REQUIRED ACTION: Starting with the line that contains "# Output Log" and stopping after the line that contains "counter, so numbers", copy the entries below exactly. Include nothing else.

GIVEN DATA:
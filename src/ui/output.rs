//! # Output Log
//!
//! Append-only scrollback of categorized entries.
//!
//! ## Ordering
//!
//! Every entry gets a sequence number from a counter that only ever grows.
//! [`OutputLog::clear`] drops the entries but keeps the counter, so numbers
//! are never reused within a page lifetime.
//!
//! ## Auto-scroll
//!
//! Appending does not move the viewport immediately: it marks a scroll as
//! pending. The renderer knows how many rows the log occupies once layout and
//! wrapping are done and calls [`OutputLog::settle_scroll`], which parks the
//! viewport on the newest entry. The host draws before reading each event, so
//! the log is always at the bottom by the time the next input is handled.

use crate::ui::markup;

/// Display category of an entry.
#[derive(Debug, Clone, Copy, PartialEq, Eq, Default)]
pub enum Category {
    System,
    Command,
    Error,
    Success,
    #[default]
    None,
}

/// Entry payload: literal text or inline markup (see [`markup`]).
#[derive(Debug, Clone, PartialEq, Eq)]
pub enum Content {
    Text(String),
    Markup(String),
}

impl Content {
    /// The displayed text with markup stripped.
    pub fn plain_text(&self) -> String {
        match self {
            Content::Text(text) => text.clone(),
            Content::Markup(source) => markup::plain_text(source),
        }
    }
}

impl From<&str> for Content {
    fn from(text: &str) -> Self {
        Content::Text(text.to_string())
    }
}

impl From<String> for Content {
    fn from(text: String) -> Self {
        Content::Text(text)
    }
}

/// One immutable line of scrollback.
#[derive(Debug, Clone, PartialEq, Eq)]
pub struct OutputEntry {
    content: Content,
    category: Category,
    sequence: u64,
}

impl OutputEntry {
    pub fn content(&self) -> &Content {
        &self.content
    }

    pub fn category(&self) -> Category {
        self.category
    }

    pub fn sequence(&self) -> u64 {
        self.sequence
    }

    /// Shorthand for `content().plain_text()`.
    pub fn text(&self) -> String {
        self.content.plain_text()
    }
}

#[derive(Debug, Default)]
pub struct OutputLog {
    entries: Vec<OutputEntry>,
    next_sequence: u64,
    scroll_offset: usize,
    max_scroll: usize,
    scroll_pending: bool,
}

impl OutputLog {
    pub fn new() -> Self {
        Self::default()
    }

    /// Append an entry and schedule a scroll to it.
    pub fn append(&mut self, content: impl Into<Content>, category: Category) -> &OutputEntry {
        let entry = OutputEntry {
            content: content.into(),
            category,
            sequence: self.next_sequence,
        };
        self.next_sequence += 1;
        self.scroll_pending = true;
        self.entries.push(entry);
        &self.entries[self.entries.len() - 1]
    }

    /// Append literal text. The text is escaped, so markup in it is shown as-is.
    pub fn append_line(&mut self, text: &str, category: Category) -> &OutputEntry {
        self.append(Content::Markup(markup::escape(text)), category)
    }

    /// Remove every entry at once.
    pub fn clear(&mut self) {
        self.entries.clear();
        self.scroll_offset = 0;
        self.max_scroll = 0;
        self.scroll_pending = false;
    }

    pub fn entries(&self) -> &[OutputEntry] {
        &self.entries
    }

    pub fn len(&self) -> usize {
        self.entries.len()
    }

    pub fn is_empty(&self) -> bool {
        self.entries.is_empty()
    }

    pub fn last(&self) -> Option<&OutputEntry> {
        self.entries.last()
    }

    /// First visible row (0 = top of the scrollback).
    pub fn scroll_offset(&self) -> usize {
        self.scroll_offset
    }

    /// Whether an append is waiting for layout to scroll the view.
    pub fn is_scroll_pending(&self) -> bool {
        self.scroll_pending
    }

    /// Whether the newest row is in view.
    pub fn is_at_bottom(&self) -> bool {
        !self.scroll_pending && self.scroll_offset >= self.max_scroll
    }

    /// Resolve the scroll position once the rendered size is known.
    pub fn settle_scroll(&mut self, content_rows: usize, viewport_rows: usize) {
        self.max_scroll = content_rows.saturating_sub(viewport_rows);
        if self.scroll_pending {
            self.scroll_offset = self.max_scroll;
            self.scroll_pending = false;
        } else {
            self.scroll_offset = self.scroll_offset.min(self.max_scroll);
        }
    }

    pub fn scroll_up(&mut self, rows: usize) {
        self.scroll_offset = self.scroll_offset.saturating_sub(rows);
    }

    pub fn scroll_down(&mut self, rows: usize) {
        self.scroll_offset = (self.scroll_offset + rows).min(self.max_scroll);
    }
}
==
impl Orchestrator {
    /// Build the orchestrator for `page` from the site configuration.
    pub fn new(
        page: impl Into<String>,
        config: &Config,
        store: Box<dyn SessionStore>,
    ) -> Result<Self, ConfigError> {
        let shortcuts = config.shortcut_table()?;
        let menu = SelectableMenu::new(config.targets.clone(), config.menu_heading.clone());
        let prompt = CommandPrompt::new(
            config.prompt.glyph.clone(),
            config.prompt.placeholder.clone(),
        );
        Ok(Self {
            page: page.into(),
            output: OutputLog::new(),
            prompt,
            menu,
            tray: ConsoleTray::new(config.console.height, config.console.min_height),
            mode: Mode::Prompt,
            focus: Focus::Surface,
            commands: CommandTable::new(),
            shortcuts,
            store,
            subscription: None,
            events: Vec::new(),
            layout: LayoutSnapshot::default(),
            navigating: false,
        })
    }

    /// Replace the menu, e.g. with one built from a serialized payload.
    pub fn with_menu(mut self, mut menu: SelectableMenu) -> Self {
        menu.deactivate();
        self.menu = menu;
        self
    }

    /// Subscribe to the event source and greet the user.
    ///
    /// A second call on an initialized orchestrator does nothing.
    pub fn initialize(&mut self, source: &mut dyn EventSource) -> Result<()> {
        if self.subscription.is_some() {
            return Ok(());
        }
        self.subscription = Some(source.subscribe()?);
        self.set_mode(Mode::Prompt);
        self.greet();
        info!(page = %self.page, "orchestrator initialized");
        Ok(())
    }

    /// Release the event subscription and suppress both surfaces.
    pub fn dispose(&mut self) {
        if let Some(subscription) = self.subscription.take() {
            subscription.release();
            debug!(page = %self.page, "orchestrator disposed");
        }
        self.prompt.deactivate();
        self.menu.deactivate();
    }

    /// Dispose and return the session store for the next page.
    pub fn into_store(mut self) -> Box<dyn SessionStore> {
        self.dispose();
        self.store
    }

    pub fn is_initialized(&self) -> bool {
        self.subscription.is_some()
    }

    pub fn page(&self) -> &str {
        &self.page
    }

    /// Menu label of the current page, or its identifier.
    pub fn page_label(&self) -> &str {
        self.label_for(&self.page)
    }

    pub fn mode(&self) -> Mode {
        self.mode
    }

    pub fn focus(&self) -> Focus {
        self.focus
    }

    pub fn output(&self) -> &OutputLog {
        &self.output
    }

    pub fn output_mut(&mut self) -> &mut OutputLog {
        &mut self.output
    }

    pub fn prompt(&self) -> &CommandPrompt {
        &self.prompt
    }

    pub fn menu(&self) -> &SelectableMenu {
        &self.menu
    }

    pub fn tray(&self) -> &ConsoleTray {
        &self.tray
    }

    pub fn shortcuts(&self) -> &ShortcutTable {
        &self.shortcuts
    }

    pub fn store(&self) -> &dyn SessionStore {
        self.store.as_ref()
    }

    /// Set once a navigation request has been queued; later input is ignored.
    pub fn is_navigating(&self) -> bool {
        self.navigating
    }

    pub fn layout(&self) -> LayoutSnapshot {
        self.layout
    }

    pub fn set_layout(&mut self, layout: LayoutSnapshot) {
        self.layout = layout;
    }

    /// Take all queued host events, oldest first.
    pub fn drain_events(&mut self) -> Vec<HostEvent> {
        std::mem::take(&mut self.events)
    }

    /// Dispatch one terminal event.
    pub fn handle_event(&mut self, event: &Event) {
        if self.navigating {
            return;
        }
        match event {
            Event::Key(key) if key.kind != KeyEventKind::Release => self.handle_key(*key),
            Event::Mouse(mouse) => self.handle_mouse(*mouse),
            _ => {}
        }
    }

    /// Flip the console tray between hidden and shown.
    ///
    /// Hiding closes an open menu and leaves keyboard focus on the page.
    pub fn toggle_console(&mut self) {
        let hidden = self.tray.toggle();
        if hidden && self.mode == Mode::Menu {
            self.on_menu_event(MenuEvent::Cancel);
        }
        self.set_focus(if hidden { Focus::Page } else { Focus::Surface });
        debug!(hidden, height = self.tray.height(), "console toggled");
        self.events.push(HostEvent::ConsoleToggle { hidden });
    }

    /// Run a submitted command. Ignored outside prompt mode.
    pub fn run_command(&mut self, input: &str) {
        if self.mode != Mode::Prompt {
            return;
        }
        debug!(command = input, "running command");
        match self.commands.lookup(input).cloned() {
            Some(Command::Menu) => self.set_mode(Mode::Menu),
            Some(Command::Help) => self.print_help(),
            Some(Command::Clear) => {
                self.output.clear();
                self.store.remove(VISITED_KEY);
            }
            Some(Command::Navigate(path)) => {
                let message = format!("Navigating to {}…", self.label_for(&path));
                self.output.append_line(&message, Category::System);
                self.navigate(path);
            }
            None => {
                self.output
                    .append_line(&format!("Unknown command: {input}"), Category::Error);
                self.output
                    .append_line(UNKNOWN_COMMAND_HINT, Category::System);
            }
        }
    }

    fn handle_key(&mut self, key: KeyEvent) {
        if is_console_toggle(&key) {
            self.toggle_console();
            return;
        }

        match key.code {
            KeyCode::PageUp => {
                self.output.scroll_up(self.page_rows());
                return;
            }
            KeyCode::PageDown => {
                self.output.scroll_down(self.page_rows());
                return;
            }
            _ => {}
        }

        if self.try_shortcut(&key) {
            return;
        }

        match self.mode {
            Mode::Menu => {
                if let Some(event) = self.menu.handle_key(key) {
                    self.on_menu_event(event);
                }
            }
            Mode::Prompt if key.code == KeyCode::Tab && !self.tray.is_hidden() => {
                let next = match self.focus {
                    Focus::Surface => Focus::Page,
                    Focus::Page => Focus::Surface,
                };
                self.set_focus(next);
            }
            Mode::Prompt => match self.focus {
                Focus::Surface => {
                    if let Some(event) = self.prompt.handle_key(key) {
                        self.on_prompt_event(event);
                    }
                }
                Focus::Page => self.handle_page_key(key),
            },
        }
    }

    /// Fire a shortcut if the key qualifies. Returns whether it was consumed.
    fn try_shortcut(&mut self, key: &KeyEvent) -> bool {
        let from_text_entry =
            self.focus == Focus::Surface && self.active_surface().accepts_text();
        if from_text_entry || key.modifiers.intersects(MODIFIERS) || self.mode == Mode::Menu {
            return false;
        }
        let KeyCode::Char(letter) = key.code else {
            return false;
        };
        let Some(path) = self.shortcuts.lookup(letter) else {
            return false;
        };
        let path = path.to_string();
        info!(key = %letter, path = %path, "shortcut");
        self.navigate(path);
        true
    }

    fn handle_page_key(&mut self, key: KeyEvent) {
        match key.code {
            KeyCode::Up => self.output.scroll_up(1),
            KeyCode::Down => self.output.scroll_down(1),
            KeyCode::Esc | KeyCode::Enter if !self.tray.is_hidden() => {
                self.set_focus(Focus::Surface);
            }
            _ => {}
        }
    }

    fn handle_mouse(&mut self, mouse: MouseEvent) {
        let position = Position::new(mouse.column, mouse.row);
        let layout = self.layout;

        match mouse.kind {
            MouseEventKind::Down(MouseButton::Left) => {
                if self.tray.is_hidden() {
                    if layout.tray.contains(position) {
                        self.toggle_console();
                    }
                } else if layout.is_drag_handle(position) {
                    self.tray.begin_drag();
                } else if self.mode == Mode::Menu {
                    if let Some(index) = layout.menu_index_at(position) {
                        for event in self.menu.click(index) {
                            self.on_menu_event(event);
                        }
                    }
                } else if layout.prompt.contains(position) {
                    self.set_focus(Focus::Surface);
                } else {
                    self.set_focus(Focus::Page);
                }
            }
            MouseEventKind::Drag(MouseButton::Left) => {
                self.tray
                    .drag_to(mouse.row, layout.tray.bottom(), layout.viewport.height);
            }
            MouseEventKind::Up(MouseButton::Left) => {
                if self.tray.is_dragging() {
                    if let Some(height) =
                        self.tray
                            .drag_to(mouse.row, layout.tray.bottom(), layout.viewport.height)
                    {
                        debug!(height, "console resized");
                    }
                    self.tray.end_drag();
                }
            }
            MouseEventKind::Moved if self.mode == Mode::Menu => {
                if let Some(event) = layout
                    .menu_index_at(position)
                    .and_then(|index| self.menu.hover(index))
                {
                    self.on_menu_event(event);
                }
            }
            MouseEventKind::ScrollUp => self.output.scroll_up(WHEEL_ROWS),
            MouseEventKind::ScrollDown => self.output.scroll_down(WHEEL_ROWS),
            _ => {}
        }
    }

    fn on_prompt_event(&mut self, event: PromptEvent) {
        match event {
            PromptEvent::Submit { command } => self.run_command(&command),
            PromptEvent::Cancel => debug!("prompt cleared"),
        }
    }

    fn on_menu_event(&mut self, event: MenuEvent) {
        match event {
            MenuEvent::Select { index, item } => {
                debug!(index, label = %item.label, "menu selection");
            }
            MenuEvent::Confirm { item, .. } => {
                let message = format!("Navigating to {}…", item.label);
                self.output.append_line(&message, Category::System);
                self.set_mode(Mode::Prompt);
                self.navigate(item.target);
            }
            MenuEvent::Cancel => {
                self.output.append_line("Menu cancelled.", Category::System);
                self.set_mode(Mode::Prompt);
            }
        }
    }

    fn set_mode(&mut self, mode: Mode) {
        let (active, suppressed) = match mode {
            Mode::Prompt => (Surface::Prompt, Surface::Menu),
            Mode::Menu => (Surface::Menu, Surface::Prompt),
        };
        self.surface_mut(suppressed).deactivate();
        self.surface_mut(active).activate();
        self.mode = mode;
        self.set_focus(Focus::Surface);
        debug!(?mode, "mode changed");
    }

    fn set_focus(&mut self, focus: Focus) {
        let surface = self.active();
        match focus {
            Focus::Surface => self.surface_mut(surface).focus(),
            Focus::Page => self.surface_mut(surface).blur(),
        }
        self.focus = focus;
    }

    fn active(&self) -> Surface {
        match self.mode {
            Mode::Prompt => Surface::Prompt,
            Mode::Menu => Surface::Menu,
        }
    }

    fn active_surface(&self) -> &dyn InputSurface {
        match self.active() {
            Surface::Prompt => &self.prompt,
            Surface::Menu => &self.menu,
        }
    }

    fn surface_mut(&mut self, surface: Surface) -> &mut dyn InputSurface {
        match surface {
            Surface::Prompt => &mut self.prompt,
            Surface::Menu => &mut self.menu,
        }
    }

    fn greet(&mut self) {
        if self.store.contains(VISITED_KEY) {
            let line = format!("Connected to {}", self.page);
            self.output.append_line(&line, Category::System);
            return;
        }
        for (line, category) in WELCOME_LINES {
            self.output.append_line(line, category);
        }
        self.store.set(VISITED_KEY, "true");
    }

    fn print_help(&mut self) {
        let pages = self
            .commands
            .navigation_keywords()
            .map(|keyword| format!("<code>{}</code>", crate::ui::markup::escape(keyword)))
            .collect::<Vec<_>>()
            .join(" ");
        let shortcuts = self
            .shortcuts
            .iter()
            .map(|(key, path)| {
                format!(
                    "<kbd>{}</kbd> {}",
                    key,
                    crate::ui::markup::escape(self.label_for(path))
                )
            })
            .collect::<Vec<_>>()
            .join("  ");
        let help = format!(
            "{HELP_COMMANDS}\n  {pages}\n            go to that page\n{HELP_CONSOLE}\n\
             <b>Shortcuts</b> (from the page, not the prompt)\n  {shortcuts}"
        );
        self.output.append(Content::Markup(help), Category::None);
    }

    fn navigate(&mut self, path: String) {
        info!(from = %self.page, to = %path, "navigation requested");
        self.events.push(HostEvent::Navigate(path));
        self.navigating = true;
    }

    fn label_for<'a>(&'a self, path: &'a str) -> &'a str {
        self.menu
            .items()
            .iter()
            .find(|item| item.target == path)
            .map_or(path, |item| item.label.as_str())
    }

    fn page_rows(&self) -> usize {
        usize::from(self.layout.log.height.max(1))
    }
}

EXERCISE ANSWER:
//! # Output Log
//!
//! Append-only scrollback of categorized entries.
//!
//! ## Ordering
//!
//! Every entry gets a sequence number from a counter that only ever grows.
//! [`OutputLog::clear`] drops the entries but keeps the counter, so numbers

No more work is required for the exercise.